So, as they say at Camp AJ: It’s not “goodbye,” it’s “see you later!”


Greetings from the exact midpoint of WorkFest 2013!
Our second week is in full swing, and so are the hammers of the college students working with us to rebuild, repair, and restore homes in McCreary County, Kentucky.

Many of them have never been to Kentucky before. This week we have New Englanders from the Universities of Connecticut and Massachusetts, geographically ambiguous students from the Indiana University of Pennsylvania (hint: it’s in Pennsylvania), and altitude-adjusted superheroes from the University of Wyoming.

Everyone has been enjoying their Kentucky experience immensely. Last night we had a special performance by award-winning local folk musician Carla Gover. She shared a fantastic set of traditional and original songs on banjo and guitar, and then led the entire group in a clogging workshop. And afterward, while the clear moonlight held out, we had a bonfire beneath the stars. The weather hasn’t been entirely cooperative this week, but we’ve been having a blast, eating well, and turning calories into construction work at a rate that boggles the mind.
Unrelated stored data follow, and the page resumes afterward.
//! CLI command implementations.
//!
//! - `show`: print a (sub)tree as JSON
//! - `flatten`: list nodes by path
//! - `put`: set a value at a path
//! - `move`: move a node to another path
//! - `remove`: detach a node
//! - `validate`: check a document and count its nodes
//! - `completions`: generate shell completion scripts

pub mod completions;
pub mod flatten;
pub mod move_node;
pub mod put;
pub mod remove;
pub mod show;
pub mod validate;

pub use completions::CompletionsCommand;
pub use flatten::FlattenCommand;
pub use move_node::MoveCommand;
pub use put::PutCommand;
pub use remove::RemoveCommand;
pub use show::ShowCommand;
pub use validate::ValidateCommand;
Jimmy's house is beginning to look like a real home- it has windows, doors, and floorboards- and soon it will have a beautiful new front porch. I’m thoroughly impressed by the work we’ve been able to accomplish and the skills that the students have learned. We were held up a little on Monday by scattered thunderstorms that kept us indoors and ultimately knocked out the electricity for our power tools. We were forced to adapt with (gasp!) handsaws. But we’ve made up stunningly for lost time, and by the end of the day today we were practicing our Appalachian-style clogging steps- in work boots, on the floor of a newly built front porch.

The most amazing transformation that’s happened here, however, is less visible. Any CAP volunteer will tell that there are three pillars of volunteer life- Service, Spirituality, and Community. And while the students have had a great sampling of each of these during their short time here, I think that community has been their most powerful experience.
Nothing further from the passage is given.